___ DATA EXTRACTS

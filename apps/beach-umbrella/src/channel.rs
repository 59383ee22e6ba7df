//! Outbound command channel to the backend.
//!
//! The channel starts out `Connecting` and queues every command. Once the
//! transport is up, [`CommandChannel::open`] drains the queue in order and
//! switches to sending straight into the transport sink. There is no way
//! back to queuing; a dropped transport surfaces as [`ChannelError::Closed`].

use std::collections::VecDeque;

use tokio::sync::mpsc;
use tracing::{debug, trace, warn};

use crate::protocol::ClientCommand;

pub type CommandSink = mpsc::UnboundedSender<ClientCommand>;

#[derive(Debug, Clone, PartialEq, Eq, thiserror::Error)]
pub enum ChannelError {
    #[error("backend transport closed")]
    Closed,
    #[error("command channel already open")]
    AlreadyOpen,
}

#[derive(Debug)]
enum ChannelState {
    Connecting { pending: VecDeque<ClientCommand> },
    Open { sink: CommandSink },
}

#[derive(Debug)]
pub struct CommandChannel {
    state: ChannelState,
}

impl Default for CommandChannel {
    fn default() -> Self {
        Self::connecting()
    }
}

impl CommandChannel {
    pub fn connecting() -> Self {
        Self {
            state: ChannelState::Connecting {
                pending: VecDeque::new(),
            },
        }
    }

    pub fn is_open(&self) -> bool {
        matches!(self.state, ChannelState::Open { .. })
    }

    pub fn pending_len(&self) -> usize {
        match &self.state {
            ChannelState::Connecting { pending } => pending.len(),
            ChannelState::Open { .. } => 0,
        }
    }

    pub fn send(&mut self, command: ClientCommand) -> Result<(), ChannelError> {
        match &mut self.state {
            ChannelState::Connecting { pending } => {
                trace!(
                    target: "umbrella::channel",
                    cmd = command.kind(),
                    queued = pending.len() + 1,
                    "queueing command until connected"
                );
                pending.push_back(command);
                Ok(())
            }
            ChannelState::Open { sink } => {
                trace!(target: "umbrella::channel", cmd = command.kind(), "sending command");
                sink.send(command).map_err(|_| ChannelError::Closed)
            }
        }
    }

    /// Switches to direct sending after flushing every queued command, in
    /// the order it was queued. Returns the number of flushed commands.
    pub fn open(&mut self, sink: CommandSink) -> Result<usize, ChannelError> {
        let pending = match &mut self.state {
            ChannelState::Connecting { pending } => std::mem::take(pending),
            ChannelState::Open { .. } => {
                warn!(target: "umbrella::channel", "ignoring second open");
                return Err(ChannelError::AlreadyOpen);
            }
        };
        let flushed = pending.len();
        let mut closed = false;
        for command in pending {
            if !closed && sink.send(command).is_err() {
                closed = true;
            }
        }
        self.state = ChannelState::Open { sink };
        if closed {
            return Err(ChannelError::Closed);
        }
        debug!(target: "umbrella::channel", flushed, "command channel open");
        Ok(flushed)
    }
}
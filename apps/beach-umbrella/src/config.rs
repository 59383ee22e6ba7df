//! Client configuration: built-in defaults, then `~/.umbrella/config.toml`
//! (or `--config`), then `UMBRELLA_*` environment variables, then CLI flags.

use std::env;
use std::fs;
use std::path::{Path, PathBuf};
use std::str::FromStr;

use directories::BaseDirs;
use serde::Deserialize;
use tracing::{debug, warn};

use crate::screen::DEFAULT_HISTORY_BUDGET;
use crate::surface::TerminalSize;

pub const DEFAULT_BACKEND_URL: &str = "ws://127.0.0.1:8765/term";
pub const DEFAULT_SCROLL_LINES: u16 = 5;

pub const BACKEND_URL_ENV: &str = "UMBRELLA_BACKEND_URL";
pub const HISTORY_BUDGET_ENV: &str = "UMBRELLA_HISTORY_BUDGET";
pub const SCROLL_LINES_ENV: &str = "UMBRELLA_SCROLL_LINES";

#[derive(Debug, thiserror::Error)]
pub enum ConfigError {
    #[error("failed to read config {path:?}: {source}")]
    Io {
        path: PathBuf,
        source: std::io::Error,
    },
    #[error("invalid config {path:?}: {source}")]
    Parse {
        path: PathBuf,
        source: toml::de::Error,
    },
    #[error("unable to determine home directory")]
    HomeDirUnavailable,
}

#[derive(Debug, Clone, PartialEq, Eq)]
pub struct Config {
    pub backend_url: String,
    /// Scrollback budget in surface extent units.
    pub history_budget: u32,
    /// Rows scrolled per mouse wheel notch.
    pub scroll_lines: u16,
    /// Grid size assumed until the first measurement.
    pub initial_size: TerminalSize,
}

impl Default for Config {
    fn default() -> Self {
        Self {
            backend_url: DEFAULT_BACKEND_URL.to_string(),
            history_budget: DEFAULT_HISTORY_BUDGET,
            scroll_lines: DEFAULT_SCROLL_LINES,
            initial_size: TerminalSize::default(),
        }
    }
}

#[derive(Debug, Default, Deserialize)]
#[serde(default, deny_unknown_fields)]
struct ConfigFile {
    backend_url: Option<String>,
    history_budget: Option<u32>,
    scroll_lines: Option<u16>,
    initial_lines: Option<u16>,
    initial_cols: Option<u16>,
}

impl Config {
    pub fn default_path() -> Result<PathBuf, ConfigError> {
        let base = BaseDirs::new().ok_or(ConfigError::HomeDirUnavailable)?;
        Ok(base.home_dir().join(".umbrella").join("config.toml"))
    }

    /// Defaults, then the config file, then the environment. An explicit
    /// path must exist; the default path is optional.
    pub fn load(explicit: Option<&Path>) -> Result<Self, ConfigError> {
        let mut config = Config::default();
        match explicit {
            Some(path) => config.merge_file(path)?,
            None => match Self::default_path() {
                Ok(path) if path.exists() => config.merge_file(&path)?,
                Ok(_) => {}
                Err(err) => debug!(target: "umbrella::config", error = %err, "skipping config file"),
            },
        }
        config.merge_env(|key| env::var(key).ok());
        Ok(config)
    }

    fn merge_file(&mut self, path: &Path) -> Result<(), ConfigError> {
        let raw = fs::read_to_string(path).map_err(|source| ConfigError::Io {
            path: path.to_path_buf(),
            source,
        })?;
        let file: ConfigFile = toml::from_str(&raw).map_err(|source| ConfigError::Parse {
            path: path.to_path_buf(),
            source,
        })?;
        debug!(target: "umbrella::config", path = %path.display(), "loaded config file");
        self.merge(file);
        Ok(())
    }

    fn merge(&mut self, file: ConfigFile) {
        if let Some(url) = file.backend_url {
            self.backend_url = url;
        }
        if let Some(budget) = file.history_budget {
            self.history_budget = budget;
        }
        if let Some(lines) = file.scroll_lines {
            self.scroll_lines = lines;
        }
        if let Some(lines) = file.initial_lines {
            self.initial_size.lines = lines.max(1);
        }
        if let Some(cols) = file.initial_cols {
            self.initial_size.cols = cols.max(1);
        }
    }

    /// Applies `UMBRELLA_*` overrides read through `lookup`. Unparseable
    /// values are logged and ignored.
    pub fn merge_env(&mut self, lookup: impl Fn(&str) -> Option<String>) {
        if let Some(url) = lookup(BACKEND_URL_ENV).filter(|url| !url.trim().is_empty()) {
            self.backend_url = url;
        }
        if let Some(budget) = parse_env(&lookup, HISTORY_BUDGET_ENV) {
            self.history_budget = budget;
        }
        if let Some(lines) = parse_env(&lookup, SCROLL_LINES_ENV) {
            self.scroll_lines = lines;
        }
    }

    /// CLI flags win over everything else.
    pub fn with_overrides(mut self, backend: Option<String>, history_budget: Option<u32>) -> Self {
        if let Some(url) = backend {
            self.backend_url = url;
        }
        if let Some(budget) = history_budget {
            self.history_budget = budget;
        }
        self
    }
}

fn parse_env<T: FromStr>(lookup: &impl Fn(&str) -> Option<String>, key: &str) -> Option<T> {
    let raw = lookup(key)?;
    match raw.trim().parse() {
        Ok(value) => Some(value),
        Err(_) => {
            warn!(target: "umbrella::config", key, value = %raw, "ignoring unparseable environment override");
            None
        }
    }
}
use beach_umbrella::cli::Cli;
use beach_umbrella::client::{self, ClientError};
use beach_umbrella::config::ConfigError;
use beach_umbrella::telemetry::logging::{self, InitError};
use clap::Parser;
use std::process;

#[derive(Debug, thiserror::Error)]
enum CliError {
    #[error(transparent)]
    Logging(#[from] InitError),
    #[error(transparent)]
    Config(#[from] ConfigError),
    #[error(transparent)]
    Client(#[from] ClientError),
}

#[tokio::main]
async fn main() {
    if let Err(err) = run().await {
        eprintln!("❌ {err}");
        process::exit(1);
    }
}

async fn run() -> Result<(), CliError> {
    let cli = Cli::parse();
    logging::init(&cli.logging.to_config())?;
    let config = cli.resolve_config()?;
    tracing::debug!(target: "umbrella::main", backend = %config.backend_url, headless = cli.headless, "starting client");
    client::run(config, cli.headless).await?;
    Ok(())
}
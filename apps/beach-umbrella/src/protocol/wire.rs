//! JSON framing for backend traffic: each text frame carries one instruction
//! or a batch of them; commands go out one per frame.

use serde::Deserialize;

use super::{BackendInstruction, ClientCommand};

#[derive(Debug, thiserror::Error)]
pub enum WireError {
    #[error("malformed backend message: {0}")]
    Malformed(#[from] serde_json::Error),
    #[error("empty backend message")]
    Empty,
}

/// The backend either sends a single instruction or a batch of them.
#[derive(Deserialize)]
#[serde(untagged)]
enum InboundMessage {
    Batch(Vec<BackendInstruction>),
    Single(BackendInstruction),
}

/// Decodes one inbound text frame into the instructions it carries, in order.
pub fn decode_instructions(text: &str) -> Result<Vec<BackendInstruction>, WireError> {
    let trimmed = text.trim();
    if trimmed.is_empty() {
        return Err(WireError::Empty);
    }
    match serde_json::from_str::<InboundMessage>(trimmed) {
        Ok(InboundMessage::Batch(batch)) => Ok(batch),
        Ok(InboundMessage::Single(instruction)) => Ok(vec![instruction]),
        // untagged enums swallow the underlying error; decode again for a useful message
        Err(_) => {
            let single = serde_json::from_str::<BackendInstruction>(trimmed)?;
            Ok(vec![single])
        }
    }
}

pub fn encode_command(command: &ClientCommand) -> Result<String, WireError> {
    Ok(serde_json::to_string(command)?)
}

#[cfg(test)]
mod tests {
    use super::*;
    use crate::protocol::KeyDescriptor;
    use serde_json::json;

    #[test_timeout::timeout]
    fn decodes_single_instruction() {
        let decoded = decode_instructions(r#"{"op":"setLine","line":3,"content":"abc"}"#).unwrap();
        assert_eq!(
            decoded,
            vec![BackendInstruction::SetLine {
                line: 3,
                content: "abc".into()
            }]
        );
    }

    #[test_timeout::timeout]
    fn decodes_batches_in_order() {
        let text = r#"[
            {"op":"appendLine","content":"one"},
            {"op":"removeLastLine"},
            {"op":"insertFrame","line":0,"id":"f1","source":"http://f1.localhost/"},
            {"op":"setApplicationMode","enabled":true}
        ]"#;
        let decoded = decode_instructions(text).unwrap();
        let ops: Vec<&str> = decoded.iter().map(BackendInstruction::op).collect();
        assert_eq!(
            ops,
            vec!["appendLine", "removeLastLine", "insertFrame", "setApplicationMode"]
        );
    }

    #[test_timeout::timeout]
    fn rejects_unknown_ops_and_blank_frames() {
        let err = decode_instructions(r#"{"op":"eval","code":"alert(1)"}"#).unwrap_err();
        assert!(matches!(err, WireError::Malformed(_)), "{err}");
        assert!(matches!(decode_instructions("  "), Err(WireError::Empty)));
    }

    #[test_timeout::timeout]
    fn commands_use_kebab_case_tags() {
        let resize = encode_command(&ClientCommand::Resize { cols: 80, lines: 24 }).unwrap();
        let value: serde_json::Value = serde_json::from_str(&resize).unwrap();
        assert_eq!(value, json!({"cmd": "resize", "cols": 80, "lines": 24}));

        let evict = encode_command(&ClientCommand::RemoveHistory { count: 7 }).unwrap();
        let value: serde_json::Value = serde_json::from_str(&evict).unwrap();
        assert_eq!(value, json!({"cmd": "remove-history", "count": 7}));

        let key = KeyDescriptor {
            code: 38,
            name: Some("Up".into()),
            string: None,
            shift: false,
            alt: false,
            control: false,
            chord: "up".into(),
        };
        let press = encode_command(&ClientCommand::Keypress { key }).unwrap();
        let value: serde_json::Value = serde_json::from_str(&press).unwrap();
        assert_eq!(value["cmd"], "keypress");
        assert_eq!(value["key"]["name"], "Up");
        assert_eq!(value["key"]["chord"], "up");
    }
}
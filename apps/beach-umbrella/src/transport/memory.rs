//! In-process transport for tests and headless runs.

use tokio::sync::mpsc;

use super::BackendLink;
use crate::protocol::{BackendInstruction, ClientCommand};

/// The backend end of an in-memory link.
#[derive(Debug)]
pub struct MemoryBackend {
    pub commands: mpsc::UnboundedReceiver<ClientCommand>,
    pub instructions: mpsc::UnboundedSender<String>,
}

impl MemoryBackend {
    /// Sends one raw text message as the backend would.
    pub fn send_text(&self, text: impl Into<String>) -> bool {
        self.instructions.send(text.into()).is_ok()
    }

    /// Sends a batch of instructions as one JSON array message.
    pub fn send_batch(&self, batch: &[BackendInstruction]) -> bool {
        match serde_json::to_string(batch) {
            Ok(text) => self.send_text(text),
            Err(_) => false,
        }
    }

    /// Commands the client has sent so far, without waiting.
    pub fn drain_commands(&mut self) -> Vec<ClientCommand> {
        let mut received = Vec::new();
        while let Ok(command) = self.commands.try_recv() {
            received.push(command);
        }
        received
    }
}

pub fn pair() -> (BackendLink, MemoryBackend) {
    let (command_tx, command_rx) = mpsc::unbounded_channel();
    let (text_tx, text_rx) = mpsc::unbounded_channel();
    let link = BackendLink {
        commands: command_tx,
        inbound: text_rx,
        task: None,
    };
    let backend = MemoryBackend {
        commands: command_rx,
        instructions: text_tx,
    };
    (link, backend)
}
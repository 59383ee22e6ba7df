//! DOM key codes to X keysym-style names, as the backend's key mapper expects.

pub fn key_name(code: u32) -> Option<&'static str> {
    let name = match code {
        8 => "BackSpace",
        9 => "Tab",
        13 => "Return",
        27 => "Escape",
        33 => "Page_Up",
        34 => "Page_Down",
        35 => "End",
        36 => "Home",
        37 => "Left",
        38 => "Up",
        39 => "Right",
        40 => "Down",
        45 => "Insert",
        46 => "Delete",
        112..=123 => FUNCTION_KEYS[(code - 112) as usize],
        _ => return None,
    };
    Some(name)
}

const FUNCTION_KEYS: [&str; 12] = [
    "F1", "F2", "F3", "F4", "F5", "F6", "F7", "F8", "F9", "F10", "F11", "F12",
];

/// Inverse lookup, used when the host reports keys by name.
pub fn key_code(name: &str) -> Option<u32> {
    (8..=123).find(|code| key_name(*code) == Some(name))
}
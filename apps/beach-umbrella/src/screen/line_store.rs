//! Scrollback plus live screen for line mode.
//!
//! Records are kept in one contiguous vector. `screen_zero` splits it: records
//! below it are history, records from it on are the live screen. Every index
//! the backend sends is relative to `screen_zero`, so the backend never needs
//! to know how much history the client still holds.

use tracing::{debug, trace};

use super::frames::EmbeddedFrame;
use super::{Metrics, ScreenBuffer, ScreenError};

/// Scrollback budget in surface extent units.
pub const DEFAULT_HISTORY_BUDGET: u32 = 10_000;

#[derive(Debug)]
pub enum LineKind {
    Text(String),
    Frame(EmbeddedFrame),
}

#[derive(Debug)]
pub struct LineRecord {
    kind: LineKind,
    extent: u32,
}

impl LineRecord {
    fn from_text(content: String, metrics: &Metrics<'_>) -> Self {
        let extent = metrics.text_extent(&content);
        Self {
            kind: LineKind::Text(content),
            extent,
        }
    }

    fn frame(frame: EmbeddedFrame, metrics: &Metrics<'_>) -> Self {
        let extent = frame.extent(metrics.cell);
        Self {
            kind: LineKind::Frame(frame),
            extent,
        }
    }

    pub fn kind(&self) -> &LineKind {
        &self.kind
    }

    pub fn extent(&self) -> u32 {
        self.extent
    }

    pub fn text(&self) -> Option<&str> {
        match &self.kind {
            LineKind::Text(content) => Some(content),
            LineKind::Frame(_) => None,
        }
    }

    pub fn as_frame(&self) -> Option<&EmbeddedFrame> {
        match &self.kind {
            LineKind::Frame(frame) => Some(frame),
            LineKind::Text(_) => None,
        }
    }

    fn remeasure(&mut self, metrics: &Metrics<'_>) {
        self.extent = match &mut self.kind {
            LineKind::Text(content) => metrics.text_extent(content),
            LineKind::Frame(frame) => {
                frame.remeasure(metrics.size.cols, metrics.cell);
                frame.extent(metrics.cell)
            }
        };
    }
}

#[derive(Debug)]
pub struct LineStore {
    records: Vec<LineRecord>,
    screen_zero: usize,
    eviction_pending: bool,
    history_budget: u32,
    trailing_space: u32,
}

impl Default for LineStore {
    fn default() -> Self {
        Self::new(DEFAULT_HISTORY_BUDGET)
    }
}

______

● DESCRIPTION OF THE TASK
Some lines in the data above hold the string "true". Find and copy each of them.

● WRITTEN SOLUTION
                closed = true;
            {"op":"setApplicationMode","enabled":true}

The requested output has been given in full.